Task data Block Start

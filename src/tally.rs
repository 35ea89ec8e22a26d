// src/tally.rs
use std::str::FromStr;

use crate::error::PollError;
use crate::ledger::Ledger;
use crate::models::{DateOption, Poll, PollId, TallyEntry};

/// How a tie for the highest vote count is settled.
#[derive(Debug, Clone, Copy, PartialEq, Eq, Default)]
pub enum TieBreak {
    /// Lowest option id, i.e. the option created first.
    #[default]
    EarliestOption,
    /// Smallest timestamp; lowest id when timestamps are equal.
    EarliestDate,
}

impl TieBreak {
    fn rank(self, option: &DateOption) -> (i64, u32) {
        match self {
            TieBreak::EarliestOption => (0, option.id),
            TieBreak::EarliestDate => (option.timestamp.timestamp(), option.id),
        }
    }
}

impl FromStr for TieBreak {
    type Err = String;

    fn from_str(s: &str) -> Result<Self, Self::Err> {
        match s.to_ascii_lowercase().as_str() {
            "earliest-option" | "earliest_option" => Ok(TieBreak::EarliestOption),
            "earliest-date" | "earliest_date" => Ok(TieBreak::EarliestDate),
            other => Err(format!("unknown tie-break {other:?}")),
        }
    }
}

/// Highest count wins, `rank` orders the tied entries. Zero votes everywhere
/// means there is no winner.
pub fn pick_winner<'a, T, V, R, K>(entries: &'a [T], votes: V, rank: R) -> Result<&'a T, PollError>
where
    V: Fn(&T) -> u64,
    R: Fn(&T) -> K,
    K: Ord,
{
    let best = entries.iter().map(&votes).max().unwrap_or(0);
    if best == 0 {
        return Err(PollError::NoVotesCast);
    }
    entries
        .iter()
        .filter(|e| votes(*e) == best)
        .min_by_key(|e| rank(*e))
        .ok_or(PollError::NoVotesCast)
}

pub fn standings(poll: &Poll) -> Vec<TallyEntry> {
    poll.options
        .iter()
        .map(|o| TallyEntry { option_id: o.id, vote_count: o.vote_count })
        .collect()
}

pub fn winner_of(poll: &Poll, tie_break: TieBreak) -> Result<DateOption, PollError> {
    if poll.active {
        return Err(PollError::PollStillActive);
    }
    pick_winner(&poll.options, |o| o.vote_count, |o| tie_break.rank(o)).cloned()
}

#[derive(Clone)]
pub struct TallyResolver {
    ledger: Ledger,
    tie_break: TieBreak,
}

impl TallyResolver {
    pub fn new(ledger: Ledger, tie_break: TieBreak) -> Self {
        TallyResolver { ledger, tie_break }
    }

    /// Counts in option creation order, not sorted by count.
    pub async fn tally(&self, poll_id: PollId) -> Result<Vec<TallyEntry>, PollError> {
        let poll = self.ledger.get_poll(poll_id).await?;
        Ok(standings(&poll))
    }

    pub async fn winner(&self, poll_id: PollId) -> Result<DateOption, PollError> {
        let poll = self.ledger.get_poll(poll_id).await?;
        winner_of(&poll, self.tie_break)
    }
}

Task data Block End

** Problem requirements **
Copy out the entries from the material above, matching each one exactly.

** Solution to this problem **
filename src/tally.rs
repository 35ea89ec8e22a26d
// src/tally.rs
use std::str::FromStr;

use crate::error::PollError;
use crate::ledger::Ledger;
use crate::models::{DateOption, Poll, PollId, TallyEntry};

/// How a tie for the highest vote count is settled.
#[derive(Debug, Clone, Copy, PartialEq, Eq, Default)]
pub enum TieBreak {
    /// Lowest option id, i.e. the option created first.
    #[default]
    EarliestOption,
    /// Smallest timestamp; lowest id when timestamps are equal.
    EarliestDate,
}

impl TieBreak {
    fn rank(self, option: &DateOption) -> (i64, u32) {
        match self {
            TieBreak::EarliestOption => (0, option.id),
            TieBreak::EarliestDate => (option.timestamp.timestamp(), option.id),
        }
    }
}

impl FromStr for TieBreak {
    type Err = String;

    fn from_str(s: &str) -> Result<Self, Self::Err> {
        match s.to_ascii_lowercase().as_str() {
            "earliest-option" | "earliest_option" => Ok(TieBreak::EarliestOption),
            "earliest-date" | "earliest_date" => Ok(TieBreak::EarliestDate),
            other => Err(format!("unknown tie-break {other:?}")),
        }
    }
}

/// Highest count wins, `rank` orders the tied entries. Zero votes everywhere
/// means there is no winner.
pub fn pick_winner<'a, T, V, R, K>(entries: &'a [T], votes: V, rank: R) -> Result<&'a T, PollError>
where
    V: Fn(&T) -> u64,
    R: Fn(&T) -> K,
    K: Ord,
{
    let best = entries.iter().map(&votes).max().unwrap_or(0);
    if best == 0 {
        return Err(PollError::NoVotesCast);
    }
    entries
        .iter()
        .filter(|e| votes(*e) == best)
        .min_by_key(|e| rank(*e))
        .ok_or(PollError::NoVotesCast)
}

pub fn standings(poll: &Poll) -> Vec<TallyEntry> {
    poll.options
        .iter()
        .map(|o| TallyEntry { option_id: o.id, vote_count: o.vote_count })
        .collect()
}

pub fn winner_of(poll: &Poll, tie_break: TieBreak) -> Result<DateOption, PollError> {
    if poll.active {
        return Err(PollError::PollStillActive);
    }
    pick_winner(&poll.options, |o| o.vote_count, |o| tie_break.rank(o)).cloned()
}

#[derive(Clone)]
pub struct TallyResolver {
    ledger: Ledger,
    tie_break: TieBreak,
}

impl TallyResolver {
    pub fn new(ledger: Ledger, tie_break: TieBreak) -> Self {
        TallyResolver { ledger, tie_break }
    }

    /// Counts in option creation order, not sorted by count.
    pub async fn tally(&self, poll_id: PollId) -> Result<Vec<TallyEntry>, PollError> {
        let poll = self.ledger.get_poll(poll_id).await?;
        Ok(standings(&poll))
    }

    pub async fn winner(&self, poll_id: PollId) -> Result<DateOption, PollError> {
        let poll = self.ledger.get_poll(poll_id).await?;
        winner_of(&poll, self.tie_break)
    }
}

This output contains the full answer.